Laguna Hills, Calif., October 6th— Curt Zoller, a Churchill scholar for a third of a century, passed away a week short of his 94th birthday. “Over the last two years his health had been rapidly declining,” writes his daughter Marsha, “but he tried so hard to ‘Never give in.'”
A serious book collector, Curt was a longtime columnist for Finest Hour, the Churchill quarterly I edited from 1982 to 2014. There he wrote “Churchilltrivia,” the Quiz column. In 2004 he published an invaluable reference, The Annotated Bibliography of Works About Sir Winston S. Churchill. In it, Curt logged thousands of books, articles and dissertations. I contributed annotations describing the primary works.
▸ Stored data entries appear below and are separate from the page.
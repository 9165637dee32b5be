//! Error types for TILI preferences
//!
//! Covers:
//! - Unknown or mistyped configuration flags
//! - Durable storage failures
//! - Settings file parsing
//! - Needs selection rules

use crate::config::{Flag, ValueKind};

/// Main preferences error type
#[derive(Debug, thiserror::Error)]
pub enum PrefsError {
    /// Flag name not recognised
    #[error("unknown flag: {0}")]
    UnknownFlag(String),

    /// Need id not present in the catalog
    #[error("unknown accessibility need: {0}")]
    UnknownNeed(String),

    /// Welcome preset id not recognised
    #[error("unknown welcome preset: {0}")]
    UnknownPreset(String),

    /// Value kind does not match the flag
    #[error("type mismatch for {flag}: expected {expected}, found {found}")]
    TypeMismatch {
        /// Flag being written
        flag: Flag,
        /// Kind the flag accepts
        expected: ValueKind,
        /// Kind supplied
        found: ValueKind,
    },

    /// Value has the right kind but is out of domain
    #[error("invalid value for {flag}: {reason}")]
    InvalidValue {
        /// Flag being written
        flag: Flag,
        /// Why the value was refused
        reason: String,
    },

    /// First-time setup requires at least one need
    #[error("at least one accessibility need must be selected")]
    EmptySelection,

    /// Durable storage failed
    #[error("storage error: {0}")]
    Storage(#[from] StorageError),
}

impl PrefsError {
    /// Whether the caller can fix the input and retry
    #[inline]
    #[must_use]
    pub fn is_recoverable(&self) -> bool {
        !matches!(self, Self::Storage(StorageError::Io(_)))
    }
}

/// Durable storage errors
#[derive(Debug, thiserror::Error)]
pub enum StorageError {
    /// Underlying I/O failed
    #[error("i/o failure: {0}")]
    Io(#[from] std::io::Error),

    /// Stored configuration could not be parsed
    #[error("corrupt stored configuration: {0}")]
    Corrupt(#[from] serde_json::Error),

    /// Key contains characters the backend cannot store
    #[error("invalid storage key: {0}")]
    InvalidKey(String),
}

/// Settings file errors
#[derive(Debug, thiserror::Error)]
pub enum SettingsError {
    /// Settings file could not be read
    #[error("cannot read settings: {0}")]
    Io(#[from] std::io::Error),

    /// Settings file is not valid TOML for [`crate::TiliSettings`]
    #[error("cannot parse settings: {0}")]
    Parse(#[from] toml::de::Error),
}

#[cfg(test)]
mod tests {
    use super::*;

    #[test]
    fn prefs_error_display() {
        let err = PrefsError::UnknownNeed("cant-fly".to_string());
        assert!(err.to_string().contains("cant-fly"));
    }

    #[test]
    fn type_mismatch_mentions_kinds() {
        let err = PrefsError::TypeMismatch {
            flag: Flag::FontSize,
            expected: ValueKind::FontSize,
            found: ValueKind::Bool,
        };
        let text = err.to_string();
        assert!(text.contains("fontSize"));
        assert!(text.contains("bool"));
    }

    #[test]
    fn io_storage_errors_are_not_recoverable() {
        let io = std::io::Error::new(std::io::ErrorKind::Other, "disk gone");
        assert!(!PrefsError::Storage(StorageError::Io(io)).is_recoverable());
        assert!(PrefsError::EmptySelection.is_recoverable());
    }
}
In his review, Christopher Sterling wrote:
Zoller divides his more than 2,500 citations into six sections, each of which is arranged and numbered in chronological order. Section A focuses on books devoted entirely to some aspect of Churchill’s life (684 of them); Section B concerns “books containing substantial data about Winston S. Churchill” (more than 900); Section C covers articles and lecture series (nearly 650); Section D provides a handy list of reviews of Churchill’s own books; and Section E offers a three-page alphabetical listing by author of sixty theses and dissertations about Churchill (largely from American universities, but including some in other languages from other nations), the earliest dating from the 1940s. This is all held together with a solid index of author names and an index of titles, allowing users a variety of ways to accessing the material.
Other Zoller Works
Curt Zoller also published Herschel Logan’s The American Handpress: Its Origin, Development and Use (1980), and co-authored, with Michael McMenamin, an important book on Bourke Cockran: Becoming Winston Churchill: The Untold Story of Young Winston and His American Mentor (2007). In his review of the latter, Ted Hutchinson wrote:
There is some rare stuff between the covers of Becoming Winston Churchill: material so unusual, so uncommon, that Churchillians should treasure it like a rare gem, or a first edition of Mr. Brodrick’s Army. The book is perhaps even more uncommon than such rarities. It exists in a world of fakes, largely populated by books which only pretend to do what it does.
A man never dies as long as he is remembered. Curt’s friends will remember the delight of his company and friendship; his books assure him a permanent memorial among Churchill scholars.